A catalytic trifluoromethylation of stereoisomeric 6-ketomorphinans using Ruppert–Prakash reagent and tetrabutylammonium fluoride (TBAF) was studied. 14β-Hydroxycodeinone, 4-O-methylsinomenine and 1-iodo-4-O-methylsinomenine provided good to excellent yields of the corresponding 6-trifluoromethylated compounds. The new morphinan derivative (6-deoxo-1-iodo-6α-(trifluoromethyl)-4-O-methylsinomenin-6β-ol) was involved in some catalytic transformations for introduction of additional substituent on C-1 position of the morphinan core.
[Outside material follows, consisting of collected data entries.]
//! Mercury Protocol Constants
//!
//! This module defines constants used by the Mercury 206 and Mercury 236
//! meter protocols, based on the vendor protocol descriptions.

use std::time::Duration;

// ----------------------------------------------------------------------------
// Mercury 206 command codes (4-byte serial address + command + CRC16)
// ----------------------------------------------------------------------------

/// Read voltage, current and active power (7 BCD data bytes: U, I, P)
pub const M206_CMD_READ_VAP: u8 = 0x63;

/// Read network frequency (2 BCD data bytes, 0.01 Hz)
pub const M206_CMD_READ_FREQUENCY: u8 = 0x81;

/// Read tariff energy counters (4 x 4 BCD data bytes, 0.01 kWh)
pub const M206_CMD_READ_ENERGY: u8 = 0x27;

// ----------------------------------------------------------------------------
// Mercury 236 request codes (1-byte bus address + request + CRC16)
// ----------------------------------------------------------------------------

/// Test connection ("check connect" handshake)
pub const M236_REQ_TEST: u8 = 0x00;

/// Open communication channel (access level + 6-byte password)
pub const M236_REQ_OPEN_CHANNEL: u8 = 0x01;

/// Close communication channel
pub const M236_REQ_CLOSE_CHANNEL: u8 = 0x02;

/// Read energy accumulation arrays
pub const M236_REQ_READ_ENERGY: u8 = 0x05;

/// Read auxiliary parameters (instantaneous values)
pub const M236_REQ_READ_AUX: u8 = 0x08;

/// Auxiliary sub-request: instantaneous value selected by a BWRI code
pub const M236_AUX_PARAMS: u8 = 0x11;

// BWRI codes for auxiliary parameter reads. Phase variants are the base
// code plus the zero-based phase index.
pub const M236_BWRI_POWER_SUM: u8 = 0x00;
pub const M236_BWRI_VOLTAGE_PHASE1: u8 = 0x11;
pub const M236_BWRI_CURRENT_PHASE1: u8 = 0x21;
pub const M236_BWRI_FREQUENCY: u8 = 0x40;

/// Energy array number carrying per-phase active energy
pub const M236_ARRAY_BY_PHASE: u8 = 0x06;

/// Number of tariff registers in the energy arrays
pub const TARIFF_COUNT: u8 = 4;

// Mercury 236 status codes returned in single-byte replies
pub const M236_STATUS_OK: u8 = 0x00;
pub const M236_STATUS_BAD_REQUEST: u8 = 0x01;
pub const M236_STATUS_INTERNAL_ERROR: u8 = 0x02;
pub const M236_STATUS_ACCESS_DENIED: u8 = 0x03;
pub const M236_STATUS_CLOCK_CORRECTED: u8 = 0x04;
pub const M236_STATUS_CHANNEL_CLOSED: u8 = 0x05;

// ----------------------------------------------------------------------------
// Addressing and credentials
// ----------------------------------------------------------------------------

/// Highest directly usable Mercury 236 bus address. Serial tails above this
/// collapse to their last two decimal digits.
pub const M236_ADDRESS_LIMIT: u32 = 240;

/// Vendor default password for the User access level (not a secret)
pub const DEFAULT_USER_PASSWORD: &str = "111111";

/// Vendor default password for the Admin access level (not a secret)
pub const DEFAULT_ADMIN_PASSWORD: &str = "222222";

/// Required password length on the wire
pub const PASSWORD_LEN: usize = 6;

// ----------------------------------------------------------------------------
// Transport
// ----------------------------------------------------------------------------

/// Default TCP port of an RS485-TCP/IP bridge
pub const DEFAULT_BRIDGE_PORT: u16 = 50;

/// Bound on every connect/read operation against the bridge
pub const DEFAULT_EXCHANGE_TIMEOUT: Duration = Duration::from_secs(5);

/// Upper bound on a single response frame
pub const MAX_RESPONSE_LEN: usize = 256;
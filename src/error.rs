//! # Mercury Error Handling
//!
//! This module defines the MercuryError enum, which represents the different
//! error types that can occur while talking to a meter, and the ErrorKind
//! classification used at the per-device boundary.

use thiserror::Error;

/// Represents the different error types that can occur in the Mercury crate.
#[derive(Debug, Error)]
pub enum MercuryError {
    /// The bridge socket could not be opened, or the device did not confirm
    /// its presence on the bus.
    #[error("Connection error: {0}")]
    Connection(String),

    /// A request was sent but no response arrived within the exchange timeout.
    #[error("Timeout while read data from socket")]
    Timeout,

    /// A response was received but failed validation.
    #[error("Wrong data: {0}")]
    MalformedData(String),

    /// Indicates a CRC mismatch in a received frame.
    #[error("Invalid checksum: expected {expected:#06X}, calculated {calculated:#06X}")]
    InvalidChecksum { expected: u16, calculated: u16 },

    /// The device refused the open-channel request (Mercury 236 only).
    #[error("Authentication failed: {0}")]
    Authentication(String),

    /// A catch-all error, confined to the offending device.
    #[error("Unexpected error: {0}")]
    Unexpected(String),
}

/// Error classification used by the polling orchestrator and tests.
#[derive(Debug, Clone, Copy, PartialEq, Eq)]
pub enum ErrorKind {
    Connection,
    Timeout,
    MalformedData,
    Authentication,
    Unexpected,
}

impl MercuryError {
    /// Classifies the error. Checksum mismatches count as malformed data.
    pub fn kind(&self) -> ErrorKind {
        match self {
            MercuryError::Connection(_) => ErrorKind::Connection,
            MercuryError::Timeout => ErrorKind::Timeout,
            MercuryError::MalformedData(_) => ErrorKind::MalformedData,
            MercuryError::InvalidChecksum { .. } => ErrorKind::MalformedData,
            MercuryError::Authentication(_) => ErrorKind::Authentication,
            MercuryError::Unexpected(_) => ErrorKind::Unexpected,
        }
    }
}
The palladium-catalyzed carbonylation–cross coupling reaction of 1-iodo-derivative with phenylacetylene in the presence of PdCl2-(1-Ad)2PBn catalytic system and Mo(CO)6 as a source of carbon monoxide in MeCN proceeds with high selectivity with the formation of alkynyl ketone as the main product. The cyclocondensation with acetamidine hydrochloride afforded the arylpyrimidine – 6α-(trifluoromethyl)-4-O-methylsinomenin-6β-ol hybrid compound. The action of the dehydration system (SOCl2-Py-DMAP) on 6-deoxo-6α-(trifluoromethyl)-4-O-methylsinomenin-6β-ol have led to the formation оf 8β‑chloro-6,7-didehydro-6-(trifluoromethyl)morphinan which showed inhibition the main viral protease (3CLpro) of SARS-CoV-2 at IC50 value of 25 μM.